Collected data entries
════════
use std::sync::Arc;
use crate::domain::ports::{
    UserRepository, ProductRepository, CategoryRepository,
    EmployeeRepository, SupplierRepository, ClientRepository,
};
use crate::domain::services::credentials::CredentialService;
use crate::config::Config;

#[derive(Clone)]
pub struct AppState {
    pub config: Config,
    pub user_repo: Arc<dyn UserRepository>,
    pub product_repo: Arc<dyn ProductRepository>,
    pub category_repo: Arc<dyn CategoryRepository>,
    pub employee_repo: Arc<dyn EmployeeRepository>,
    pub supplier_repo: Arc<dyn SupplierRepository>,
    pub client_repo: Arc<dyn ClientRepository>,
    pub credential_service: Arc<CredentialService>,
}
use crate::domain::{models::product::Product, ports::ProductRepository};
use crate::error::AppError;
use async_trait::async_trait;
use sqlx::SqlitePool;

pub struct SqliteProductRepo {
    pool: SqlitePool,
}

impl SqliteProductRepo {
    pub fn new(pool: SqlitePool) -> Self {
        Self { pool }
    }
}

#[async_trait]
impl ProductRepository for SqliteProductRepo {
    async fn create(&self, product: &Product) -> Result<Product, AppError> {
        sqlx::query_as::<_, Product>(
            "INSERT INTO products (id, name, price, stock, category, created_at) VALUES (?, ?, ?, ?, ?, ?) RETURNING id, name, price, stock, category, created_at",
        )
            .bind(&product.id)
            .bind(&product.name)
            .bind(product.price)
            .bind(product.stock)
            .bind(&product.category)
            .bind(product.created_at)
            .fetch_one(&self.pool)
            .await
            .map_err(AppError::Database)
    }

    async fn find_by_id(&self, id: &str) -> Result<Option<Product>, AppError> {
        sqlx::query_as::<_, Product>(
            "SELECT id, name, price, stock, category, created_at FROM products WHERE id = ?",
        )
            .bind(id)
            .fetch_optional(&self.pool)
            .await
            .map_err(AppError::Database)
    }

    async fn list(&self) -> Result<Vec<Product>, AppError> {
        sqlx::query_as::<_, Product>(
            "SELECT id, name, price, stock, category, created_at FROM products ORDER BY created_at ASC",
        )
            .fetch_all(&self.pool)
            .await
            .map_err(AppError::Database)
    }

    async fn update(&self, product: &Product) -> Result<Product, AppError> {
        sqlx::query_as::<_, Product>(
            "UPDATE products SET name = ?, price = ?, stock = ?, category = ? WHERE id = ? RETURNING id, name, price, stock, category, created_at",
        )
            .bind(&product.name)
            .bind(product.price)
            .bind(product.stock)
            .bind(&product.category)
            .bind(&product.id)
            .fetch_one(&self.pool)
            .await
            .map_err(AppError::Database)
    }

    async fn delete(&self, id: &str) -> Result<bool, AppError> {
        let result = sqlx::query("DELETE FROM products WHERE id = ?")
            .bind(id)
            .execute(&self.pool)
            .await
            .map_err(AppError::Database)?;
        Ok(result.rows_affected() > 0)
    }
}
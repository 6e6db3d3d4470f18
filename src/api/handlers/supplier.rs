use axum::{extract::{Path, State}, http::StatusCode, response::IntoResponse, Json};
use crate::state::AppState;
use crate::api::dtos::requests::{CreateSupplierRequest, UpdateSupplierRequest};
use crate::domain::models::supplier::Supplier;
use crate::error::AppError;
use std::sync::Arc;
use tracing::info;

pub async fn list_suppliers(
    State(state): State<Arc<AppState>>,
) -> Result<impl IntoResponse, AppError> {
    let suppliers = state.supplier_repo.list().await?;
    Ok(Json(suppliers))
}

pub async fn create_supplier(
    State(state): State<Arc<AppState>>,
    Json(payload): Json<CreateSupplierRequest>,
) -> Result<impl IntoResponse, AppError> {
    let supplier = Supplier::new(payload.name, payload.phone, payload.email, payload.address, payload.category);
    let created = state.supplier_repo.create(&supplier).await?;

    info!("Created supplier: {}", created.id);
    Ok((StatusCode::CREATED, "Proveedor creado"))
}

pub async fn update_supplier(
    State(state): State<Arc<AppState>>,
    Path(id): Path<String>,
    Json(payload): Json<UpdateSupplierRequest>,
) -> Result<impl IntoResponse, AppError> {
    let mut supplier = state.supplier_repo.find_by_id(&id).await?
        .ok_or(AppError::NotFound("Proveedor no encontrado".into()))?;

    if let Some(val) = payload.name { supplier.name = val; }
    if let Some(val) = payload.phone { supplier.phone = val; }
    if let Some(val) = payload.email { supplier.email = val; }
    if let Some(val) = payload.address { supplier.address = val; }
    if let Some(val) = payload.category { supplier.category = val; }

    state.supplier_repo.update(&supplier).await?;
    info!("Updated supplier: {}", id);
    Ok("Proveedor actualizado")
}

pub async fn delete_supplier(
    State(state): State<Arc<AppState>>,
    Path(id): Path<String>,
) -> Result<impl IntoResponse, AppError> {
    if !state.supplier_repo.delete(&id).await? {
        return Err(AppError::NotFound("Proveedor no encontrado".into()));
    }

    info!("Deleted supplier: {}", id);
    Ok("Proveedor eliminado")
}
════════
Would you transcribe the data above exactly as it stands?

◆ **Answer**:
use std::sync::Arc;
use crate::domain::ports::{
    UserRepository, ProductRepository, CategoryRepository,
    EmployeeRepository, SupplierRepository, ClientRepository,
};
use crate::domain::services::credentials::CredentialService;
use crate::config::Config;

#[derive(Clone)]
pub struct AppState {
    pub config: Config,
    pub user_repo: Arc<dyn UserRepository>,
    pub product_repo: Arc<dyn ProductRepository>,
    pub category_repo: Arc<dyn CategoryRepository>,
    pub employee_repo: Arc<dyn EmployeeRepository>,
    pub supplier_repo: Arc<dyn SupplierRepository>,
    pub client_repo: Arc<dyn ClientRepository>,
    pub credential_service: Arc<CredentialService>,
}
use crate::domain::{models::product::Product, ports::ProductRepository};
use crate::error::AppError;
use async_trait::async_trait;
use sqlx::SqlitePool;

pub struct SqliteProductRepo {
    pool: SqlitePool,
}

impl SqliteProductRepo {
    pub fn new(pool: SqlitePool) -> Self {
        Self { pool }
    }
}

#[async_trait]
impl ProductRepository for SqliteProductRepo {
    async fn create(&self, product: &Product) -> Result<Product, AppError> {
        sqlx::query_as::<_, Product>(
            "INSERT INTO products (id, name, price, stock, category, created_at) VALUES (?, ?, ?, ?, ?, ?) RETURNING id, name, price, stock, category, created_at",
        )
            .bind(&product.id)
            .bind(&product.name)
            .bind(product.price)
            .bind(product.stock)
            .bind(&product.category)
            .bind(product.created_at)
            .fetch_one(&self.pool)
            .await
            .map_err(AppError::Database)
    }

    async fn find_by_id(&self, id: &str) -> Result<Option<Product>, AppError> {
        sqlx::query_as::<_, Product>(
            "SELECT id, name, price, stock, category, created_at FROM products WHERE id = ?",
        )
            .bind(id)
            .fetch_optional(&self.pool)
            .await
            .map_err(AppError::Database)
    }

    async fn list(&self) -> Result<Vec<Product>, AppError> {
        sqlx::query_as::<_, Product>(
            "SELECT id, name, price, stock, category, created_at FROM products ORDER BY created_at ASC",
        )
            .fetch_all(&self.pool)
            .await
            .map_err(AppError::Database)
    }

    async fn update(&self, product: &Product) -> Result<Product, AppError> {
        sqlx::query_as::<_, Product>(
            "UPDATE products SET name = ?, price = ?, stock = ?, category = ? WHERE id = ? RETURNING id, name, price, stock, category, created_at",
        )
            .bind(&product.name)
            .bind(product.price)
            .bind(product.stock)
            .bind(&product.category)
            .bind(&product.id)
            .fetch_one(&self.pool)
            .await
            .map_err(AppError::Database)
    }

    async fn delete(&self, id: &str) -> Result<bool, AppError> {
        let result = sqlx::query("DELETE FROM products WHERE id = ?")
            .bind(id)
            .execute(&self.pool)
            .await
            .map_err(AppError::Database)?;
        Ok(result.rows_affected() > 0)
    }
}
repository 6e6db3d3d4470f18
filename src/api/handlers/supplier.rs
use axum::{extract::{Path, State}, http::StatusCode, response::IntoResponse, Json};
use crate::state::AppState;
use crate::api::dtos::requests::{CreateSupplierRequest, UpdateSupplierRequest};
use crate::domain::models::supplier::Supplier;
use crate::error::AppError;
use std::sync::Arc;
use tracing::info;

pub async fn list_suppliers(
    State(state): State<Arc<AppState>>,
) -> Result<impl IntoResponse, AppError> {
    let suppliers = state.supplier_repo.list().await?;
    Ok(Json(suppliers))
}

pub async fn create_supplier(
    State(state): State<Arc<AppState>>,
    Json(payload): Json<CreateSupplierRequest>,
) -> Result<impl IntoResponse, AppError> {
    let supplier = Supplier::new(payload.name, payload.phone, payload.email, payload.address, payload.category);
    let created = state.supplier_repo.create(&supplier).await?;

    info!("Created supplier: {}", created.id);
    Ok((StatusCode::CREATED, "Proveedor creado"))
}

pub async fn update_supplier(
    State(state): State<Arc<AppState>>,
    Path(id): Path<String>,
    Json(payload): Json<UpdateSupplierRequest>,
) -> Result<impl IntoResponse, AppError> {
    let mut supplier = state.supplier_repo.find_by_id(&id).await?
        .ok_or(AppError::NotFound("Proveedor no encontrado".into()))?;

    if let Some(val) = payload.name { supplier.name = val; }
    if let Some(val) = payload.phone { supplier.phone = val; }
    if let Some(val) = payload.email { supplier.email = val; }
    if let Some(val) = payload.address { supplier.address = val; }
    if let Some(val) = payload.category { supplier.category = val; }

    state.supplier_repo.update(&supplier).await?;
    info!("Updated supplier: {}", id);
    Ok("Proveedor actualizado")
}

pub async fn delete_supplier(
    State(state): State<Arc<AppState>>,
    Path(id): Path<String>,
) -> Result<impl IntoResponse, AppError> {
    if !state.supplier_repo.delete(&id).await? {
        return Err(AppError::NotFound("Proveedor no encontrado".into()));
    }

    info!("Deleted supplier: {}", id);
    Ok("Proveedor eliminado")
}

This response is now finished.